Planting A New Missional Community: Is it still “Bonhomme”?
Let’s start out with a few questions:
1. Where is Bonhomme?
2. Where is Bonhomme on Mondays? Tuesdays…Saturdays?

Let’s take a poll: Put your hand up (if no one is looking at you while you read this) if you answered these questions with a street address – Conway Road – or something like that. That makes some sense, of course. Now put your hand up if you think these are obvious (read: dumb) questions. Ok. Fair enough. But stick with me. 
Though these seem to be obvious questions – after all, there is only one Bonhomme Church, right?! – when you actually consider what they are asking, you realize that their answers reveal a very, very important perspective on what makes a church a church. 
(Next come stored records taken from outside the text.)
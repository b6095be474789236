//! Read-side filters and pagination for movements and sales.

use chrono::{DateTime, Utc};
use serde::{Deserialize, Serialize};

use stockbook_core::{CustomerId, ItemId, LocationId, StockLevelId, UserId};
use stockbook_inventory::{MovementRecord, MovementType};
use stockbook_sales::{SaleStatus, SaleTransaction};

/// Upper bound on a single page.
pub const MAX_PAGE_SIZE: u32 = 1000;

/// Pagination parameters for list queries.
///
/// Deserialization goes through [`Pagination::new`], so the page cap holds for
/// values read off the wire too.
#[derive(Debug, Clone, Copy, PartialEq, Eq, Serialize, Deserialize)]
#[serde(from = "PaginationParams")]
pub struct Pagination {
    /// Maximum number of records to return.
    pub limit: u32,
    /// Offset for pagination (0-based).
    pub offset: u32,
}

impl Default for Pagination {
    fn default() -> Self {
        Self {
            limit: 50,
            offset: 0,
        }
    }
}

impl Pagination {
    pub fn new(limit: Option<u32>, offset: Option<u32>) -> Self {
        Self {
            limit: limit.unwrap_or(50).min(MAX_PAGE_SIZE),
            offset: offset.unwrap_or(0),
        }
    }

    /// Effective page size, never above [`MAX_PAGE_SIZE`].
    pub fn limit(self) -> u32 {
        self.limit.min(MAX_PAGE_SIZE)
    }

    /// Slice an already-ordered result set, returning `(page, total, has_more)`.
    pub fn apply<T>(self, items: Vec<T>) -> (Vec<T>, u64, bool) {
        let total = items.len() as u64;
        let page: Vec<T> = items
            .into_iter()
            .skip(self.offset as usize)
            .take(self.limit() as usize)
            .collect();
        let has_more = u64::from(self.offset) + (page.len() as u64) < total;
        (page, total, has_more)
    }
}

#[derive(Deserialize)]
struct PaginationParams {
    #[serde(default)]
    limit: Option<u32>,
    #[serde(default)]
    offset: Option<u32>,
}

impl From<PaginationParams> for Pagination {
    fn from(params: PaginationParams) -> Self {
        Pagination::new(params.limit, params.offset)
    }
}

/// Filter criteria for movement queries. All set fields must match.
#[derive(Debug, Clone, Default, PartialEq, Eq, Serialize, Deserialize)]
pub struct MovementFilter {
    pub stock_level_id: Option<StockLevelId>,
    pub location_id: Option<LocationId>,
    pub item_id: Option<ItemId>,
    pub movement_type: Option<MovementType>,
    pub reference: Option<String>,
    pub occurred_after: Option<DateTime<Utc>>,
    pub occurred_before: Option<DateTime<Utc>>,
}

impl MovementFilter {
    pub fn for_stock_level(id: StockLevelId) -> Self {
        Self {
            stock_level_id: Some(id),
            ..Default::default()
        }
    }

    pub fn for_location(id: LocationId) -> Self {
        Self {
            location_id: Some(id),
            ..Default::default()
        }
    }

    pub fn for_item(id: ItemId) -> Self {
        Self {
            item_id: Some(id),
            ..Default::default()
        }
    }

    pub fn matches(&self, m: &MovementRecord) -> bool {
        self.stock_level_id.is_none_or(|id| m.stock_level_id() == id)
            && self.location_id.is_none_or(|id| m.location_id() == id)
            && self.item_id.is_none_or(|id| m.item_id() == id)
            && self.movement_type.is_none_or(|t| m.movement_type() == t)
            && self
                .reference
                .as_deref()
                .is_none_or(|r| m.reference() == Some(r))
            && self.occurred_after.is_none_or(|at| m.occurred_at() > at)
            && self.occurred_before.is_none_or(|at| m.occurred_at() < at)
    }
}

/// Paginated movement query result (newest first).
#[derive(Debug, Clone, PartialEq, Eq, Serialize, Deserialize)]
pub struct MovementPage {
    pub movements: Vec<MovementRecord>,
    /// Total number of movements matching the filter (across all pages).
    pub total: u64,
    pub pagination: Pagination,
    pub has_more: bool,
}

/// Filter criteria for sale queries.
#[derive(Debug, Clone, Default, PartialEq, Eq, Serialize, Deserialize)]
pub struct SaleFilter {
    pub location_id: Option<LocationId>,
    pub cashier_id: Option<UserId>,
    pub customer_id: Option<CustomerId>,
    pub status: Option<SaleStatus>,
    pub created_after: Option<DateTime<Utc>>,
    pub created_before: Option<DateTime<Utc>>,
}

impl SaleFilter {
    pub fn matches(&self, sale: &SaleTransaction) -> bool {
        let h = sale.header();
        self.location_id.is_none_or(|id| h.location_id == id)
            && self.cashier_id.is_none_or(|id| h.cashier_id == id)
            && self.customer_id.is_none_or(|id| h.customer_id == Some(id))
            && self.status.is_none_or(|s| h.status == s)
            && self.created_after.is_none_or(|at| h.created_at > at)
            && self.created_before.is_none_or(|at| h.created_at < at)
    }
}

/// Paginated sale query result (newest first).
#[derive(Debug, Clone, PartialEq, Serialize, Deserialize)]
pub struct SalePage {
    pub sales: Vec<SaleTransaction>,
    pub total: u64,
    pub pagination: Pagination,
    pub has_more: bool,
}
To highlight this, let me ask you this: Where is your family? Where is your family on Sundays? Mondays…Saturdays? How do you answer that question? Do you answer it with a fixed street address?  It depends, right? It depends on where your family happens to be located at the time, and it depends whether your whole family is “gathered” or is “scattered.” In other words, you know intuitively that your family isn’t a building; it is a living organism of relationally connected people. To put a fixed street address on a family is nonsensical (unless, of course your family never leaves a particular street address ).  Of course, if I asked you where your house is, you would do well to answer with a street number. But to answer the question, “Where is your family?” with a street address is unfitting. Your family isn’t equivalent to your house. 
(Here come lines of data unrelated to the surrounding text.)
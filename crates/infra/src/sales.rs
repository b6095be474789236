//! Sale composition and maintenance.
//!
//! `create_sale` records a sale and nothing else: stock is untouched. Callers that want
//! the sale and its stock decrement to land together use
//! `create_sale_with_stock_decrement`, which builds both into one unit of work.

use chrono::{DateTime, Utc};
use tracing::{info, instrument, warn};

use stockbook_core::{SaleId, Versioned};
use stockbook_inventory::{AdjustStock, MovementType, StockLevel};
use stockbook_sales::{NewSale, SaleHeader, SaleStatus, SaleTransaction, SaleUpdate};

use crate::config::LedgerConfig;
use crate::error::{LedgerError, LedgerResult};
use crate::ledger::stage;
use crate::retry::retry_on_conflict;
use crate::store::{LedgerStore, Pagination, SaleFilter, SalePage, UnitOfWork};

#[derive(Debug)]
pub struct SaleComposer<S> {
    store: S,
    config: LedgerConfig,
}

impl<S> SaleComposer<S> {
    pub fn new(store: S, config: LedgerConfig) -> Self {
        Self { store, config }
    }

    pub fn store(&self) -> &S {
        &self.store
    }
}

impl<S: LedgerStore> SaleComposer<S> {
    /// Price and persist a sale with all of its lines. Stock levels are not touched.
    #[instrument(
        skip(self, new),
        fields(location_id = %new.location_id, line_count = new.lines.len()),
        err
    )]
    pub fn create_sale(&self, new: NewSale) -> LedgerResult<SaleTransaction> {
        let sale = SaleTransaction::compose(SaleId::new(), new)?;
        let mut work = UnitOfWork::new();
        stage_sale(&mut work, &sale);
        self.store.commit(work)?;

        info!(sale_id = %sale.id(), total = sale.total_amount(), "sale recorded");
        Ok(sale)
    }

    /// Persist a sale and decrement stock for every line in one unit of work.
    ///
    /// Each line appends an outbound movement referencing the sale id. Lines for the same
    /// item are applied in order against consecutive versions of that stock level. A line
    /// whose item has no stock level at the sale's location aborts the whole sale.
    #[instrument(
        skip(self, new),
        fields(location_id = %new.location_id, line_count = new.lines.len()),
        err
    )]
    pub fn create_sale_with_stock_decrement(
        &self,
        new: NewSale,
    ) -> LedgerResult<(SaleTransaction, Vec<StockLevel>)> {
        let sale = SaleTransaction::compose(SaleId::new(), new)?;
        let reference = sale.id().to_string();

        retry_on_conflict("create_sale_with_stock_decrement", self.config.max_conflict_retries, || {
            let header = sale.header();
            let mut work = UnitOfWork::new();
            stage_sale(&mut work, &sale);

            // Latest planned state per stock level, so repeated items chain their versions.
            let mut touched: Vec<StockLevel> = Vec::new();
            for line in sale.lines() {
                let current = match touched.iter().position(|l| l.item_id() == line.item_id) {
                    Some(idx) => touched.remove(idx),
                    None => self
                        .store
                        .stock_level(header.location_id, line.item_id)?
                        .ok_or_else(|| {
                            LedgerError::not_found(format!(
                                "stock level for location {} / item {} (sale line {})",
                                header.location_id, line.item_id, line.line_no
                            ))
                        })?,
                };

                let cmd = AdjustStock {
                    location_id: header.location_id,
                    item_id: line.item_id,
                    delta: -line.quantity,
                    movement_type: MovementType::Outbound,
                    reference: Some(reference.clone()),
                    notes: None,
                    actor: header.cashier_id,
                    occurred_at: header.created_at,
                };
                let plan = current.plan_adjustment(&cmd, self.config.negative_stock)?;
                stage(&mut work, &plan);
                touched.push(plan.stock_level);
            }

            self.store.commit(work)?;

            for level in touched.iter().filter(|l| l.quantity() < 0) {
                warn!(stock_level_id = %level.id(), quantity = level.quantity(), "stock level went negative");
            }
            info!(
                sale_id = %sale.id(),
                total = sale.total_amount(),
                levels_updated = touched.len(),
                "sale recorded with stock decrement"
            );
            Ok((sale.clone(), touched))
        })
    }

    #[instrument(skip(self), fields(sale_id = %id), err)]
    pub fn sale(&self, id: SaleId) -> LedgerResult<SaleTransaction> {
        self.store
            .sale(id)?
            .ok_or_else(|| LedgerError::not_found(format!("sale {id}")))
    }

    #[instrument(skip(self, filter), err)]
    pub fn sales(&self, filter: &SaleFilter, pagination: Option<Pagination>) -> LedgerResult<SalePage> {
        let pagination = pagination
            .unwrap_or_else(|| Pagination::new(Some(self.config.default_page_size), None));
        Ok(self.store.sales(filter, pagination)?)
    }

    /// Edit customer, payment method and notes. The stored total is left as is.
    ///
    /// The edit is applied to the latest header; a concurrent status change is kept.
    #[instrument(skip(self, update), fields(sale_id = %id), err)]
    pub fn update_sale(&self, id: SaleId, update: SaleUpdate) -> LedgerResult<SaleTransaction> {
        retry_on_conflict("update_sale", self.config.max_conflict_retries, || {
            let current = self.sale(id)?;
            let header = current.header().apply_update(&update);
            self.replace_header(current, header)
        })
    }

    #[instrument(skip(self), fields(sale_id = %id, to = %to), err)]
    pub fn change_status(
        &self,
        id: SaleId,
        to: SaleStatus,
        at: DateTime<Utc>,
    ) -> LedgerResult<SaleTransaction> {
        retry_on_conflict("change_status", self.config.max_conflict_retries, || {
            let current = self.sale(id)?;
            let header = current.header().transition(to, at)?;
            self.replace_header(current, header)
        })
    }

    /// Remove a sale: its lines first, then the header, in one unit of work.
    #[instrument(skip(self), fields(sale_id = %id), err)]
    pub fn delete_sale(&self, id: SaleId) -> LedgerResult<()> {
        let sale = self.sale(id)?;
        let mut work = UnitOfWork::new();
        work.delete_sale_lines(id).delete_sale_header(id);
        self.store.commit(work)?;

        info!(sale_id = %id, lines_removed = sale.lines().len(), "sale deleted");
        Ok(())
    }

    /// Write `header` over `current`, guarded by the version `current` was read at.
    fn replace_header(
        &self,
        current: SaleTransaction,
        header: SaleHeader,
    ) -> LedgerResult<SaleTransaction> {
        let mut work = UnitOfWork::new();
        work.update_sale_header(header.clone(), current.header().expected_version());
        self.store.commit(work)?;

        let (_, lines) = current.into_parts();
        info!(sale_id = %header.id, status = %header.status, "sale updated");
        Ok(SaleTransaction::from_parts(header, lines))
    }
}

/// Header first, then lines, so a line never precedes its owner.
fn stage_sale(work: &mut UnitOfWork, sale: &SaleTransaction) {
    work.insert_sale_header(sale.header().clone());
    for line in sale.lines() {
        work.insert_sale_line(line.clone());
    }
}
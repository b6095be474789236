//! The movement log entry and its classification.

use core::str::FromStr;

use chrono::{DateTime, Utc};
use serde::{Deserialize, Serialize};

use stockbook_core::{DomainError, ItemId, LocationId, MovementId, StockLevelId, UserId};

use crate::stock::StockLevel;

/// Classification of a movement; determines how its unsigned quantity is read.
#[derive(Debug, Clone, Copy, PartialEq, Eq, Hash, Serialize, Deserialize)]
#[serde(rename_all = "lowercase")]
pub enum MovementType {
    Inbound,
    Outbound,
    Transfer,
    Adjustment,
}

impl MovementType {
    pub const ALL: [MovementType; 4] = [
        MovementType::Inbound,
        MovementType::Outbound,
        MovementType::Transfer,
        MovementType::Adjustment,
    ];

    pub fn as_str(self) -> &'static str {
        match self {
            MovementType::Inbound => "inbound",
            MovementType::Outbound => "outbound",
            MovementType::Transfer => "transfer",
            MovementType::Adjustment => "adjustment",
        }
    }

    /// Whether a signed delta is consistent with this movement type.
    ///
    /// Inbound only adds stock, outbound only removes it; transfers and adjustments
    /// go either way. Zero is never a movement.
    pub fn accepts(self, delta: i64) -> bool {
        match self {
            MovementType::Inbound => delta > 0,
            MovementType::Outbound => delta < 0,
            MovementType::Transfer | MovementType::Adjustment => delta != 0,
        }
    }
}

impl core::fmt::Display for MovementType {
    fn fmt(&self, f: &mut core::fmt::Formatter<'_>) -> core::fmt::Result {
        f.write_str(self.as_str())
    }
}

impl FromStr for MovementType {
    type Err = DomainError;

    fn from_str(s: &str) -> Result<Self, Self::Err> {
        match s.trim().to_lowercase().as_str() {
            "inbound" | "in" => Ok(MovementType::Inbound),
            "outbound" | "out" => Ok(MovementType::Outbound),
            "transfer" => Ok(MovementType::Transfer),
            "adjustment" => Ok(MovementType::Adjustment),
            other => Err(DomainError::validation(format!(
                "unknown movement type '{other}' (expected one of: inbound, outbound, transfer, adjustment)"
            ))),
        }
    }
}

/// Every persisted field of a movement, used to rehydrate it from storage.
#[derive(Debug, Clone, PartialEq, Eq)]
pub struct MovementParts {
    pub id: MovementId,
    pub stock_level_id: StockLevelId,
    pub location_id: LocationId,
    pub item_id: ItemId,
    pub quantity: u64,
    pub movement_type: MovementType,
    pub quantity_after: i64,
    pub reference: Option<String>,
    pub notes: Option<String>,
    pub actor: UserId,
    pub occurred_at: DateTime<Utc>,
}

/// Immutable fact of a single quantity change.
///
/// There are no setters: once recorded, a movement is never altered.
#[derive(Debug, Clone, PartialEq, Eq, Serialize, Deserialize)]
pub struct MovementRecord {
    id: MovementId,
    stock_level_id: StockLevelId,
    location_id: LocationId,
    item_id: ItemId,
    /// Magnitude of the change; direction comes from `movement_type`.
    quantity: u64,
    movement_type: MovementType,
    /// On-hand balance right after this movement.
    quantity_after: i64,
    reference: Option<String>,
    notes: Option<String>,
    actor: UserId,
    occurred_at: DateTime<Utc>,
}

impl MovementRecord {
    /// Record a movement against the stock level state *after* the change.
    pub(crate) fn record(
        level_after: &StockLevel,
        quantity: u64,
        movement_type: MovementType,
        reference: Option<String>,
        notes: Option<String>,
        actor: UserId,
        occurred_at: DateTime<Utc>,
    ) -> Self {
        Self {
            id: MovementId::new(),
            stock_level_id: level_after.id(),
            location_id: level_after.location_id(),
            item_id: level_after.item_id(),
            quantity,
            movement_type,
            quantity_after: level_after.quantity(),
            reference,
            notes,
            actor,
            occurred_at,
        }
    }

    pub fn restore(parts: MovementParts) -> Self {
        Self {
            id: parts.id,
            stock_level_id: parts.stock_level_id,
            location_id: parts.location_id,
            item_id: parts.item_id,
            quantity: parts.quantity,
            movement_type: parts.movement_type,
            quantity_after: parts.quantity_after,
            reference: parts.reference,
            notes: parts.notes,
            actor: parts.actor,
            occurred_at: parts.occurred_at,
        }
    }

    pub fn id(&self) -> MovementId {
        self.id
    }

    pub fn stock_level_id(&self) -> StockLevelId {
        self.stock_level_id
    }

    pub fn location_id(&self) -> LocationId {
        self.location_id
    }

    pub fn item_id(&self) -> ItemId {
        self.item_id
    }

    pub fn quantity(&self) -> u64 {
        self.quantity
    }

    pub fn movement_type(&self) -> MovementType {
        self.movement_type
    }

    pub fn quantity_after(&self) -> i64 {
        self.quantity_after
    }

    /// Balance right before this movement, derived from `quantity_after`.
    ///
    /// Only inbound/outbound movements carry their direction in the type, so for
    /// transfers and adjustments callers need the previous movement to tell the sign.
    /// Also `None` when the balance would not fit in an `i64` (corrupt row).
    pub fn quantity_before(&self) -> Option<i64> {
        let magnitude = i64::try_from(self.quantity).ok()?;
        match self.movement_type {
            MovementType::Inbound => self.quantity_after.checked_sub(magnitude),
            MovementType::Outbound => self.quantity_after.checked_add(magnitude),
            MovementType::Transfer | MovementType::Adjustment => None,
        }
    }

    pub fn reference(&self) -> Option<&str> {
        self.reference.as_deref()
    }

    pub fn notes(&self) -> Option<&str> {
        self.notes.as_deref()
    }

    pub fn actor(&self) -> UserId {
        self.actor
    }

    pub fn occurred_at(&self) -> DateTime<Utc> {
        self.occurred_at
    }
}

#[cfg(test)]
mod tests {
    use super::*;

    #[test]
    fn parses_canonical_names_and_legacy_aliases() {
        for t in MovementType::ALL {
            assert_eq!(t.as_str().parse::<MovementType>().unwrap(), t);
        }
        assert_eq!("in".parse::<MovementType>().unwrap(), MovementType::Inbound);
        assert_eq!("OUT".parse::<MovementType>().unwrap(), MovementType::Outbound);
    }

    #[test]
    fn unknown_movement_type_is_a_validation_error() {
        let err = "shrinkage".parse::<MovementType>().unwrap_err();
        assert!(matches!(err, DomainError::Validation(msg) if msg.contains("shrinkage")));
    }

    #[test]
    fn direction_constraints() {
        assert!(MovementType::Inbound.accepts(3));
        assert!(!MovementType::Inbound.accepts(-3));
        assert!(MovementType::Outbound.accepts(-3));
        assert!(!MovementType::Outbound.accepts(3));
        assert!(MovementType::Adjustment.accepts(-3));
        assert!(MovementType::Transfer.accepts(3));
        for t in MovementType::ALL {
            assert!(!t.accepts(0));
        }
    }

    fn restored(quantity: u64, movement_type: MovementType, quantity_after: i64) -> MovementRecord {
        MovementRecord::restore(MovementParts {
            id: MovementId::new(),
            stock_level_id: StockLevelId::new(),
            location_id: LocationId::new(),
            item_id: ItemId::new(),
            quantity,
            movement_type,
            quantity_after,
            reference: None,
            notes: None,
            actor: UserId::new(),
            occurred_at: Utc::now(),
        })
    }

    #[test]
    fn quantity_before_stays_in_range() {
        assert_eq!(restored(4, MovementType::Outbound, 6).quantity_before(), Some(10));
        assert_eq!(restored(4, MovementType::Inbound, 6).quantity_before(), Some(2));
        assert_eq!(restored(4, MovementType::Adjustment, 6).quantity_before(), None);

        assert_eq!(restored(1 << 63, MovementType::Outbound, i64::MIN).quantity_before(), None);
        assert_eq!(restored(5, MovementType::Outbound, i64::MAX).quantity_before(), None);
        assert_eq!(restored(5, MovementType::Inbound, i64::MIN).quantity_before(), None);
    }

    #[test]
    fn serializes_lowercase() {
        let json = serde_json::to_value(MovementType::Adjustment).unwrap();
        assert_eq!(json, serde_json::Value::String("adjustment".to_string()));
    }
}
Here’s the point (that I’m sure you’ve gotten by now): Bonhomme is not a building; it is a living organism – a family, a community of people relationally connected to one another.  If this is true, then the answer to our initial question — Where is Bonhomme? – would have to be, “Well, it depends on the time and day, I suppose. On Sundays, we collectively gather at the building on Conway Road – in our various worship communities. On Weekdays, we gather in small groups, or Bible studies, or ministry teams, while the rest of us are scattered throughout the county in our homes and workplaces.” “Bonhomme” is a community that is at times gathered and scattered. It is not a building.
This leads us to a more thought-provoking question: If a building at a fixed street address doesn’t make Bonhomme a church, then what does? And, secondly, if location doesn’t make Bonhomme a church, then if we start a new Missional Community that meets a few miles away, is that still Bonhomme?
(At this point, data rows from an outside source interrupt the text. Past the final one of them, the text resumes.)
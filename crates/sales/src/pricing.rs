//! Sale pricing formula.
//!
//! All arithmetic is `f64` and follows the evaluation order below exactly, so
//! totals are reproducible bit for bit.

use serde::{Deserialize, Serialize};

use stockbook_core::{DomainError, DomainResult};

/// A percentage in the closed range 0–100.
#[derive(Debug, Clone, Copy, PartialEq, PartialOrd, Default, Serialize, Deserialize)]
#[serde(try_from = "f64", into = "f64")]
pub struct Percent(f64);

impl Percent {
    pub const ZERO: Percent = Percent(0.0);

    pub fn new(value: f64) -> DomainResult<Self> {
        if !value.is_finite() || !(0.0..=100.0).contains(&value) {
            return Err(DomainError::validation(format!(
                "percentage must be between 0 and 100, got {value}"
            )));
        }
        Ok(Self(value))
    }

    pub fn value(self) -> f64 {
        self.0
    }
}

impl TryFrom<f64> for Percent {
    type Error = DomainError;

    fn try_from(value: f64) -> Result<Self, Self::Error> {
        Percent::new(value)
    }
}

impl From<Percent> for f64 {
    fn from(value: Percent) -> Self {
        value.0
    }
}

/// `unit_price * quantity * (1 - discount/100)`, then `* (1 + tax/100)` when a tax rate is set.
pub fn line_total(unit_price: f64, quantity: i64, discount: Percent, tax_rate: Option<Percent>) -> f64 {
    let mut total = unit_price * quantity as f64 * (1.0 - discount.value() / 100.0);
    if let Some(tax) = tax_rate {
        total *= 1.0 + tax.value() / 100.0;
    }
    total
}

/// `subtotal * (1 - discount/100) * (1 + tax/100)`.
pub fn order_total(subtotal: f64, discount: Percent, tax: Percent) -> f64 {
    subtotal * (1.0 - discount.value() / 100.0) * (1.0 + tax.value() / 100.0)
}
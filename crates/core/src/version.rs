//! Optimistic concurrency for mutable records.

use crate::error::{DomainError, DomainResult};

/// A record whose mutations are guarded by a monotonically increasing version.
///
/// The version starts at 1 when the record is first persisted and is incremented
/// by exactly one on every committed change.
pub trait Versioned {
    fn version(&self) -> u64;

    /// The expectation a writer must state to overwrite this exact state.
    fn expected_version(&self) -> ExpectedVersion {
        ExpectedVersion::Exact(self.version())
    }
}

/// Optimistic concurrency expectation for a write.
#[derive(Debug, Copy, Clone, PartialEq, Eq)]
pub enum ExpectedVersion {
    /// Skip version checking (migrations, administrative corrections).
    Any,
    /// Require the stored record to be at an exact version.
    Exact(u64),
}

impl ExpectedVersion {
    pub fn matches(self, actual: u64) -> bool {
        match self {
            ExpectedVersion::Any => true,
            ExpectedVersion::Exact(v) => v == actual,
        }
    }

    pub fn check(self, actual: u64) -> DomainResult<()> {
        if self.matches(actual) {
            Ok(())
        } else {
            Err(DomainError::conflict(format!(
                "optimistic concurrency check failed (expected: {self:?}, actual: {actual})"
            )))
        }
    }
}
Well, by now you can guess what the answers are to those questions, right? We are unified by our commitment to Jesus and to one another; that’s what makes Bonhomme Bonhomme. And if we are unified by these commitments, our Missional Community, which will also be committed to Jesus and to one another, will also be Bonhomme. 
When we plant the Missional Community (when 40+ adults are called to go), that Community, though it will have a different street address, will certainly still be Bonhomme. And everyone who participates in that Missional Community will still be part of the Bonhomme community, and they will still participate in all the good things Bonhomme does in our county, city, and the world. 
When we plant, we will be able to say to our friends, neighbors and coworkers: Come to Bonhomme! Our one church family is made up of a Traditional Community, a Contemporary Community, and a Missional Community. There’s a place for you!